The transcriptomic features have been widely investigated for bone marrow samples of MDS patients, to link the mRNA expression signature with clinical outcomes or eligibility of target therapy (Pellagatti et al., 2006; Pellagatti et al., 2010; Kondo et al., 2011; Heinrichs et al., 2013; Xu et al., 2016; Huang et al., 2019). The updated analytic methods have provided new clues on the ‘old data’. WGCNA has been used in digging from omics data of hematological malignancies (Fu et al., 2020; Liu et al., 2020; Adebayo et al., 2022; Chen et al., 2022). In comparison with traditional differential expression analysis, WGCNA focused on the interplay of co-expressed modules based on scale-free network theory, so that the gene clusters instead of individual genes were investigated to establish complicated, but robust correlation with clinical variables.

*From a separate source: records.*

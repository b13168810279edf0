//! # Error Handling
//!
//! The pipeline has exactly three ways to fail:
//! - [`FilterError::InvalidOperator`]: the `limit` parameter is not a base-10 integer
//! - [`FilterError::ModelMetadata`]: a model descriptor could not be introspected
//! - [`FilterError::Backend`]: a predicate or the pager refused to build
//!
//! Everything else a client can send (unknown parameters, unknown operator
//! suffixes, operators a field's type does not support) is ignored and never
//! reaches the backend query.
//!
//! `FilterError` converts into an axum response. Client mistakes become
//! `400 Bad Request`; internal failures become `500` with a generic message
//! while the details go to `tracing`.

use axum::{
    Json,
    http::StatusCode,
    response::{IntoResponse, Response},
};
use serde::Serialize;
use std::fmt;

/// Reasons a model descriptor can not be turned into filter metadata.
#[derive(Debug, Clone, PartialEq, Eq)]
pub enum MetadataError {
    /// A structural field was declared with an empty name.
    EmptyFieldName,
    /// A declaration segment is not of the form `key:value`.
    MalformedSegment { field: String, segment: String },
}

impl fmt::Display for MetadataError {
    fn fmt(&self, f: &mut fmt::Formatter<'_>) -> fmt::Result {
        match self {
            Self::EmptyFieldName => write!(f, "structural field with an empty name"),
            Self::MalformedSegment { field, segment } => write!(
                f,
                "field '{field}': declaration segment '{segment}' is not of the form key:value"
            ),
        }
    }
}

impl std::error::Error for MetadataError {}

/// Error returned by parsing and query building.
#[derive(Debug)]
pub enum FilterError {
    /// The `limit` parameter could not be parsed as an integer.
    InvalidOperator {
        /// The rejected raw value
        value: String,
    },

    /// Filter metadata for a model could not be derived.
    ModelMetadata {
        /// Type name of the model
        model: &'static str,
        source: MetadataError,
    },

    /// A backend predicate or pager failed.
    Backend {
        /// Operator tag or `pager`
        operation: String,
        message: String,
    },
}

impl FilterError {
    pub fn invalid_operator(value: impl Into<String>) -> Self {
        Self::InvalidOperator {
            value: value.into(),
        }
    }

    pub fn backend(operation: impl Into<String>, message: impl Into<String>) -> Self {
        Self::Backend {
            operation: operation.into(),
            message: message.into(),
        }
    }

    /// HTTP status code for this error
    #[must_use]
    pub fn status_code(&self) -> StatusCode {
        match self {
            Self::InvalidOperator { .. } => StatusCode::BAD_REQUEST,
            Self::ModelMetadata { .. } | Self::Backend { .. } => StatusCode::INTERNAL_SERVER_ERROR,
        }
    }

    /// Message safe to send to a client
    fn user_message(&self) -> String {
        match self {
            Self::InvalidOperator { .. } => self.to_string(),
            Self::ModelMetadata { .. } | Self::Backend { .. } => {
                "Failed to build the requested query".to_string()
            }
        }
    }

    fn log_internal(&self) {
        match self {
            Self::ModelMetadata { model, source } => {
                tracing::error!(model = %model, error = %source, "Filter metadata error");
            }
            Self::Backend { operation, message } => {
                tracing::error!(operation = %operation, details = %message, "Filter backend error");
            }
            Self::InvalidOperator { .. } => {
                tracing::debug!(error = %self, "Rejected query parameters");
            }
        }
    }
}

impl fmt::Display for FilterError {
    fn fmt(&self, f: &mut fmt::Formatter<'_>) -> fmt::Result {
        match self {
            Self::InvalidOperator { value } => {
                write!(f, "invalid query operator: limit '{value}' is not an integer")
            }
            Self::ModelMetadata { model, source } => {
                write!(f, "query parser: model parse error for {model}: {source}")
            }
            Self::Backend { operation, message } => {
                write!(f, "backend rejected '{operation}': {message}")
            }
        }
    }
}

impl std::error::Error for FilterError {
    fn source(&self) -> Option<&(dyn std::error::Error + 'static)> {
        match self {
            Self::ModelMetadata { source, .. } => Some(source),
            _ => None,
        }
    }
}

#[derive(Serialize)]
struct ErrorResponse {
    error: String,
}

impl IntoResponse for FilterError {
    fn into_response(self) -> Response {
        self.log_internal();
        let body = ErrorResponse {
            error: self.user_message(),
        };
        (self.status_code(), Json(body)).into_response()
    }
}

The current MDS risk stratification systems profiling survival and leukemic transformation, were challenge by emerging omics data, including genomics, epigenetics (methylation or chromosomal accessibility), transcriptomic, and proteomics. The omics data profiled the actual MDS cell status and further predict prognosis or discern therapeutic targets. In the present study, the co-expressed gene modules were recognized, among which the brown module was identified as the key gene cluster associating with AML transformation and high-risk clinical factors (RAEB phenotype, etc.. 1,301 genes constituting brown module (Supplementary Table S1), was demonstrated to be predominantly enriched in epigenetic regulating pathways, by biological process (BP) analysis based on GO database. One node of this pathway in brown module, KMT2A gene encodes histone methyltransferase, which plays an essential role in hematopoiesis (Nakamura et al., 2002; Dou et al., 2005; Patel et al., 2009; Avdic et al., 2011), rearrangement or abnormal expression of which had been linked to poor prognosis (Tsai et al., 2022). Other histone methylating genes, such as KMT5B/EZH1/KMT2D/KMT2E/SETD5, were also included in brown module, and related to pathological process or prognosis of myeloid neoplasms (MDS/AML) (Mochizuki-Kashio et al., 2015; Jin et al., 2020; Liquori et al., 2020; Janusz et al., 2021; Lin et al., 2021; Zhong et al., 2021).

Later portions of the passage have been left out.